For battery energy storage system (BESS) procurement at the I&C scale, the same conversion sits underneath the modular pricing. Suppliers will quote a price per kWh of usable capacity, but the underlying cells are characterised in mAh at a defined C-rate. Reconciling the two is what reveals whether the headline price is on rated cell capacity (optimistic) or on end-of-life usable energy at the system level (realistic), and which is the right number for a 10 or 15 year financial model on a behind-the-meter battery.

Common questions

How do I convert mAh to Wh?

Multiply the capacity by the voltage and divide by 1,000: Wh = mAh x V / 1000. A 20,000 mAh power bank with 3.7 V lithium-ion cells stores 20,000 x 3.7 / 1000 = 74 Wh. The voltage is essential: mAh alone is a charge figure, not an energy figure, so two batteries with identical mAh ratings but different voltages store different amounts of energy.

Which voltage should I use for the conversion?

Use the nominal cell voltage printed on the battery, typically 3.6 or 3.7 V for lithium-ion and lithium polymer cells. Do not use the 5 V USB output voltage of a power bank: manufacturers quote mAh at cell level, so converting at 5 V overstates the stored energy. For multi-cell packs, use the pack voltage, for example 11.1 V for a 3-cell lithium polymer battery.

Can I take my power bank on a flight?

Most airlines follow the IATA rules: lithium batteries up to 100 Wh are allowed in carry-on baggage without approval, batteries between 100 and 160 Wh need airline approval, and spare batteries are never allowed in the hold. A 20,000 mAh pack at 3.7 V is 74 Wh, well inside the limit, while a 27,000 mAh pack at 99.9 Wh sits right at the threshold. Always check your airline's own policy before flying.

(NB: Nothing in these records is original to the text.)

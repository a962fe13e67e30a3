//! Bearer API key authentication middleware.
//!
//! Protected routes require `Authorization: Bearer arq_<key>`; the key is
//! checked against the persisted Argon2id digest. Failures answer 401
//! with the standard envelope.

use axum::extract::{Request, State};
use axum::http::header::AUTHORIZATION;
use axum::middleware::Next;
use axum::response::Response;
use tracing::warn;

use crate::apikey;

use super::response;

/// Validate the bearer key against the configured digest.
pub async fn require_api_key(
    State(api_key_hash): State<String>,
    req: Request,
    next: Next,
) -> Response {
    let header = req
        .headers()
        .get(AUTHORIZATION)
        .and_then(|h| h.to_str().ok());

    let Some(header) = header else {
        return response::unauthorized("Missing Authorization header");
    };

    let Some(key) = header.strip_prefix("Bearer ") else {
        return response::unauthorized(
            "Invalid Authorization header format. Expected: Bearer <api_key>",
        );
    };

    if !apikey::validate_format(key) {
        warn!("Rejected API key with invalid format");
        return response::unauthorized("Invalid API key format");
    }

    if !apikey::validate(key, &api_key_hash) {
        warn!("Rejected invalid API key");
        return response::unauthorized("Invalid API key");
    }

    next.run(req).await
}
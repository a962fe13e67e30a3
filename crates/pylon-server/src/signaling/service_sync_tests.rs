//! Service sync handler tests: ownership enforcement, ack discipline,
//! batch upserts, and the batch cap.

use serde_json::{json, Value};

use crate::registry::PeerKind;

use super::hub_tests::{admit_peer, recv_msg, test_hub};
use super::message::SignalingMessage;
use super::service_sync::{
    MAX_BATCH_SIZE, TYPE_SERVICE_LIST_REQUEST, TYPE_SERVICE_LIST_RESPONSE, TYPE_SERVICE_SYNC,
    TYPE_SERVICE_SYNC_ACK, TYPE_SERVICE_SYNC_BATCH,
};

fn service_json(id: &str) -> Value {
    json!({
        "id": id,
        "name": "ok",
        "tunnel_port": 8080,
        "local_host": "h",
        "local_port": 3000,
        "protocol": "http",
        "enabled": true,
    })
}

fn sync_msg(operation: &str, service: Value) -> SignalingMessage {
    SignalingMessage::with_data(
        TYPE_SERVICE_SYNC,
        json!({ "operation": operation, "service": service }),
    )
}

fn batch_msg(services: Vec<Value>) -> SignalingMessage {
    SignalingMessage::with_data(TYPE_SERVICE_SYNC_BATCH, json!({ "services": services }))
}

#[tokio::test]
async fn create_binds_service_to_connection_edge() {
    let hub = test_hub().await;
    let (edge, mut rx) = admit_peer(&hub, "E1", PeerKind::Edge).await;

    // The payload claims another owner; the handler must rebind it.
    let mut svc = service_json("S1");
    svc["edge_id"] = json!("intruder");
    hub.handle_message(&edge, sync_msg("created", svc)).await;

    let ack = recv_msg(&mut rx).await;
    assert_eq!(ack.kind, TYPE_SERVICE_SYNC_ACK);
    let data = ack.data.unwrap();
    assert_eq!(data["status"], "success");
    assert_eq!(data["localId"], "S1");
    assert_eq!(data["serverId"], "S1");

    let stored = hub.store().get_service("S1").await.unwrap();
    assert_eq!(stored.edge_id, "E1");
    assert!(stored.created_at > 0);
}

#[tokio::test]
async fn update_by_owner_succeeds() {
    let hub = test_hub().await;
    let (edge, mut rx) = admit_peer(&hub, "E1", PeerKind::Edge).await;

    hub.handle_message(&edge, sync_msg("created", service_json("S1")))
        .await;
    recv_msg(&mut rx).await;

    let mut updated = service_json("S1");
    updated["name"] = json!("renamed");
    hub.handle_message(&edge, sync_msg("updated", updated)).await;

    let ack = recv_msg(&mut rx).await;
    assert_eq!(ack.data.unwrap()["status"], "success");
    assert_eq!(hub.store().get_service("S1").await.unwrap().name, "renamed");
}

#[tokio::test]
async fn update_by_other_edge_is_refused() {
    let hub = test_hub().await;
    let (e1, mut rx1) = admit_peer(&hub, "E1", PeerKind::Edge).await;
    let (e2, mut rx2) = admit_peer(&hub, "E2", PeerKind::Edge).await;

    hub.handle_message(&e1, sync_msg("created", service_json("S1")))
        .await;
    recv_msg(&mut rx1).await;

    let mut hijack = service_json("S1");
    hijack["name"] = json!("stolen");
    hub.handle_message(&e2, sync_msg("updated", hijack)).await;

    let ack = recv_msg(&mut rx2).await;
    let data = ack.data.unwrap();
    assert_eq!(data["status"], "error");
    assert_eq!(data["error"], "service belongs to different edge");

    // Store unchanged.
    let stored = hub.store().get_service("S1").await.unwrap();
    assert_eq!(stored.edge_id, "E1");
    assert_eq!(stored.name, "ok");
}

#[tokio::test]
async fn delete_by_other_edge_is_refused() {
    let hub = test_hub().await;
    let (e1, mut rx1) = admit_peer(&hub, "E1", PeerKind::Edge).await;
    let (e2, mut rx2) = admit_peer(&hub, "E2", PeerKind::Edge).await;

    hub.handle_message(&e1, sync_msg("created", service_json("S1")))
        .await;
    recv_msg(&mut rx1).await;

    hub.handle_message(&e2, sync_msg("deleted", service_json("S1")))
        .await;

    let ack = recv_msg(&mut rx2).await;
    assert_eq!(ack.data.unwrap()["status"], "error");
    assert!(hub.store().get_service("S1").await.is_ok());
}

#[tokio::test]
async fn delete_by_owner_removes_service() {
    let hub = test_hub().await;
    let (edge, mut rx) = admit_peer(&hub, "E1", PeerKind::Edge).await;

    hub.handle_message(&edge, sync_msg("created", service_json("S1")))
        .await;
    recv_msg(&mut rx).await;

    hub.handle_message(&edge, sync_msg("deleted", service_json("S1")))
        .await;
    let ack = recv_msg(&mut rx).await;
    assert_eq!(ack.data.unwrap()["status"], "success");
    assert!(hub.store().get_service("S1").await.is_err());
}

#[tokio::test]
async fn update_of_missing_service_errors() {
    let hub = test_hub().await;
    let (edge, mut rx) = admit_peer(&hub, "E1", PeerKind::Edge).await;

    hub.handle_message(&edge, sync_msg("updated", service_json("ghost")))
        .await;

    let ack = recv_msg(&mut rx).await;
    let data = ack.data.unwrap();
    assert_eq!(data["status"], "error");
    assert!(data["error"].as_str().unwrap().contains("not found"));
}

#[tokio::test]
async fn unknown_operation_gets_error_ack() {
    let hub = test_hub().await;
    let (edge, mut rx) = admit_peer(&hub, "E1", PeerKind::Edge).await;

    hub.handle_message(&edge, sync_msg("upserted", service_json("S1")))
        .await;

    let ack = recv_msg(&mut rx).await;
    let data = ack.data.unwrap();
    assert_eq!(data["status"], "error");
    assert_eq!(data["error"], "invalid operation");
}

#[tokio::test]
async fn validation_failure_gets_error_ack_and_writes_nothing() {
    let hub = test_hub().await;
    let (edge, mut rx) = admit_peer(&hub, "E1", PeerKind::Edge).await;

    let mut bad = service_json("S1");
    bad["tunnel_port"] = json!(70000);
    hub.handle_message(&edge, sync_msg("created", bad)).await;

    let ack = recv_msg(&mut rx).await;
    let data = ack.data.unwrap();
    assert_eq!(data["status"], "error");
    assert!(data["error"].as_str().unwrap().contains("tunnel port"));
    assert!(hub.store().get_service("S1").await.is_err());
}

#[tokio::test]
async fn malformed_sync_payload_gets_error_ack() {
    let hub = test_hub().await;
    let (edge, mut rx) = admit_peer(&hub, "E1", PeerKind::Edge).await;

    let msg = SignalingMessage::with_data(TYPE_SERVICE_SYNC, json!("not an object"));
    hub.handle_message(&edge, msg).await;

    let ack = recv_msg(&mut rx).await;
    assert_eq!(ack.kind, TYPE_SERVICE_SYNC_ACK);
    assert_eq!(ack.data.unwrap()["status"], "error");
}

#[tokio::test]
async fn batch_upserts_and_counts_successes() {
    let hub = test_hub().await;
    let (edge, mut rx) = admit_peer(&hub, "E1", PeerKind::Edge).await;

    // Pre-existing service: the batch entry becomes an update.
    hub.handle_message(&edge, sync_msg("created", service_json("S1")))
        .await;
    recv_msg(&mut rx).await;

    let mut updated = service_json("S1");
    updated["name"] = json!("renamed");
    hub.handle_message(&edge, batch_msg(vec![updated, service_json("S2")]))
        .await;

    let ack = recv_msg(&mut rx).await;
    assert_eq!(ack.kind, TYPE_SERVICE_SYNC_ACK);
    let data = ack.data.unwrap();
    assert_eq!(data["status"], "success");
    assert_eq!(data["message"], "Synced 2 services");

    assert_eq!(hub.store().get_service("S1").await.unwrap().name, "renamed");
    assert_eq!(hub.store().get_service("S2").await.unwrap().edge_id, "E1");
}

#[tokio::test]
async fn batch_skips_invalid_entries() {
    let hub = test_hub().await;
    let (edge, mut rx) = admit_peer(&hub, "E1", PeerKind::Edge).await;

    let mut bad = service_json("S2");
    bad["protocol"] = json!("carrier-pigeon");
    hub.handle_message(&edge, batch_msg(vec![service_json("S1"), bad, json!(42)]))
        .await;

    let ack = recv_msg(&mut rx).await;
    assert_eq!(ack.data.unwrap()["message"], "Synced 1 services");

    assert!(hub.store().get_service("S1").await.is_ok());
    assert!(hub.store().get_service("S2").await.is_err());
}

#[tokio::test]
async fn oversized_batch_is_refused_outright() {
    let hub = test_hub().await;
    let (edge, mut rx) = admit_peer(&hub, "E1", PeerKind::Edge).await;

    let services: Vec<Value> = (0..=MAX_BATCH_SIZE)
        .map(|i| service_json(&format!("s{i}")))
        .collect();
    assert_eq!(services.len(), MAX_BATCH_SIZE + 1);

    hub.handle_message(&edge, batch_msg(services)).await;

    // Exactly one top-level error, no ack.
    let reply = recv_msg(&mut rx).await;
    assert_eq!(reply.kind, "error");
    assert!(reply.data.unwrap()["error"]
        .as_str()
        .unwrap()
        .contains("Batch size exceeds maximum"));
    assert!(rx.try_recv().is_err());

    // Nothing was written.
    assert!(hub.store().list_all_services().await.unwrap().is_empty());
}

#[tokio::test]
async fn batch_does_not_cross_edge_ownership() {
    let hub = test_hub().await;
    let (e1, mut rx1) = admit_peer(&hub, "E1", PeerKind::Edge).await;
    let (e2, mut rx2) = admit_peer(&hub, "E2", PeerKind::Edge).await;

    hub.handle_message(&e1, sync_msg("created", service_json("S1")))
        .await;
    recv_msg(&mut rx1).await;

    // E2 replays a catalog containing E1's service id: the update is
    // refused by ownership and no create fallback happens.
    hub.handle_message(&e2, batch_msg(vec![service_json("S1")]))
        .await;

    let ack = recv_msg(&mut rx2).await;
    assert_eq!(ack.data.unwrap()["message"], "Synced 0 services");
    assert_eq!(hub.store().get_service("S1").await.unwrap().edge_id, "E1");
}

#[tokio::test]
async fn service_list_request_returns_edge_catalog() {
    let hub = test_hub().await;
    let (e1, mut rx1) = admit_peer(&hub, "E1", PeerKind::Edge).await;
    let (e2, mut rx2) = admit_peer(&hub, "E2", PeerKind::Edge).await;

    hub.handle_message(&e1, sync_msg("created", service_json("S1")))
        .await;
    recv_msg(&mut rx1).await;
    hub.handle_message(&e2, sync_msg("created", service_json("S2")))
        .await;
    recv_msg(&mut rx2).await;

    hub.handle_message(&e1, SignalingMessage::new(TYPE_SERVICE_LIST_REQUEST))
        .await;

    let reply = recv_msg(&mut rx1).await;
    assert_eq!(reply.kind, TYPE_SERVICE_LIST_RESPONSE);
    let services = reply.data.unwrap()["services"].clone();
    let services = services.as_array().unwrap();
    assert_eq!(services.len(), 1);
    assert_eq!(services[0]["id"], "S1");
}
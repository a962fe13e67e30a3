//! TURN listener bootstrap.
//!
//! Binds the relay's UDP, TCP, and (when certificates are available) TLS
//! listener sockets and holds them together with the shared
//! authentication callback. The packet engine that drives these sockets
//! is an external component; this module owns socket lifetime and the
//! authenticator wiring, so secret rotation reaches the relay through the
//! shared ring without a restart.

use std::net::SocketAddr;
use std::sync::Arc;

use tokio::net::{TcpListener, UdpSocket};
use tracing::info;

use pylon_core::config::TurnConfig;

use super::auth::TurnAuthenticator;

/// TURN server bootstrap errors. Unavailable ports are fatal.
#[derive(Debug, thiserror::Error)]
pub enum TurnServerError {
    #[error("Failed to bind TURN {listener} listener on {addr}: {source}")]
    Bind {
        listener: &'static str,
        addr: SocketAddr,
        source: std::io::Error,
    },

    #[error("Invalid TURN listen address {0}: {1}")]
    Address(String, std::net::AddrParseError),
}

/// Bound TURN listeners plus the shared allocation authenticator.
pub struct TurnServer {
    realm: String,
    relay_port_range: (u16, u16),
    auth: Arc<TurnAuthenticator>,
    udp: Option<UdpSocket>,
    tcp: Option<TcpListener>,
    tls: Option<(TcpListener, Arc<rustls::ServerConfig>)>,
}

impl TurnServer {
    /// Bind every configured listener. A zero port disables that listener;
    /// the TLS listener also requires certificates.
    pub async fn bind(
        cfg: &TurnConfig,
        auth: Arc<TurnAuthenticator>,
        tls_config: Option<Arc<rustls::ServerConfig>>,
    ) -> Result<Self, TurnServerError> {
        let host = if cfg.public_ip.is_empty() {
            "0.0.0.0"
        } else {
            cfg.public_ip.as_str()
        };

        let udp = match cfg.ports.udp {
            0 => None,
            port => {
                let addr = parse_addr(host, port)?;
                let socket = UdpSocket::bind(addr).await.map_err(|source| {
                    TurnServerError::Bind {
                        listener: "UDP",
                        addr,
                        source,
                    }
                })?;
                info!(%addr, "TURN UDP listener bound");
                Some(socket)
            }
        };

        let tcp = match cfg.ports.tcp {
            0 => None,
            port => {
                let addr = parse_addr(host, port)?;
                let listener = TcpListener::bind(addr).await.map_err(|source| {
                    TurnServerError::Bind {
                        listener: "TCP",
                        addr,
                        source,
                    }
                })?;
                info!(%addr, "TURN TCP listener bound");
                Some(listener)
            }
        };

        let tls = match (cfg.ports.tls, tls_config) {
            (0, _) | (_, None) => None,
            (port, Some(config)) => {
                let addr = parse_addr(host, port)?;
                let listener = TcpListener::bind(addr).await.map_err(|source| {
                    TurnServerError::Bind {
                        listener: "TLS",
                        addr,
                        source,
                    }
                })?;
                info!(%addr, "TURNS TLS listener bound");
                Some((listener, config))
            }
        };

        info!(
            realm = %cfg.realm,
            relay_min = cfg.relay_port_range.min,
            relay_max = cfg.relay_port_range.max,
            "TURN server ready"
        );

        Ok(Self {
            realm: cfg.realm.clone(),
            relay_port_range: (cfg.relay_port_range.min, cfg.relay_port_range.max),
            auth,
            udp,
            tcp,
            tls,
        })
    }

    /// The shared allocation authenticator.
    pub fn auth_handler(&self) -> Arc<TurnAuthenticator> {
        Arc::clone(&self.auth)
    }

    /// Authentication realm.
    pub fn realm(&self) -> &str {
        &self.realm
    }

    /// Inclusive UDP port range for relay allocations.
    pub fn relay_port_range(&self) -> (u16, u16) {
        self.relay_port_range
    }

    /// The bound UDP socket, when enabled.
    pub fn udp_socket(&self) -> Option<&UdpSocket> {
        self.udp.as_ref()
    }

    /// The bound TCP listener, when enabled.
    pub fn tcp_listener(&self) -> Option<&TcpListener> {
        self.tcp.as_ref()
    }

    /// The bound TLS listener and its certificate config, when enabled.
    pub fn tls_listener(&self) -> Option<(&TcpListener, &Arc<rustls::ServerConfig>)> {
        self.tls.as_ref().map(|(l, c)| (l, c))
    }

    /// Release every listener.
    pub fn shutdown(self) {
        info!("TURN server stopped");
    }
}

fn parse_addr(host: &str, port: u16) -> Result<SocketAddr, TurnServerError> {
    format!("{host}:{port}")
        .parse()
        .map_err(|e| TurnServerError::Address(format!("{host}:{port}"), e))
}
//! Error types for the pylon core library.

use thiserror::Error;

/// Result type alias using the core [`Error`].
pub type Result<T> = std::result::Result<T, Error>;

/// Core error types shared across the workspace.
#[derive(Debug, Error)]
pub enum Error {
    /// Configuration error
    #[error("Configuration error: {0}")]
    Config(String),

    /// YAML serialization/deserialization error
    #[error("YAML error: {0}")]
    Yaml(#[from] serde_yaml::Error),

    /// JSON serialization/deserialization error
    #[error("JSON error: {0}")]
    Json(#[from] serde_json::Error),

    /// I/O error
    #[error("I/O error: {0}")]
    Io(#[from] std::io::Error),
}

Why do two batteries with the same mAh store different energy?

Because energy depends on voltage as well as charge. The mAh rating counts charge, and Wh = mAh x V / 1000. A 5,000 mAh pack at 3.7 V holds 18.5 Wh, while a 5,000 mAh pack at 11.1 V holds 55.5 Wh, three times the energy. This is why watt-hours, not milliamp-hours, is the honest unit for comparing batteries across devices with different cell arrangements.

Why does my power bank deliver less energy than its Wh rating?

The rating describes the energy stored in the cells, not the energy delivered to your device. Boosting the 3.7 V cell voltage up to the 5 V or higher USB output loses some energy as heat in the converter, and the receiving device loses a little more in its own charging circuitry. Cell capacity also fades with age and is lower in cold conditions, so usable output is always somewhat below the printed figure.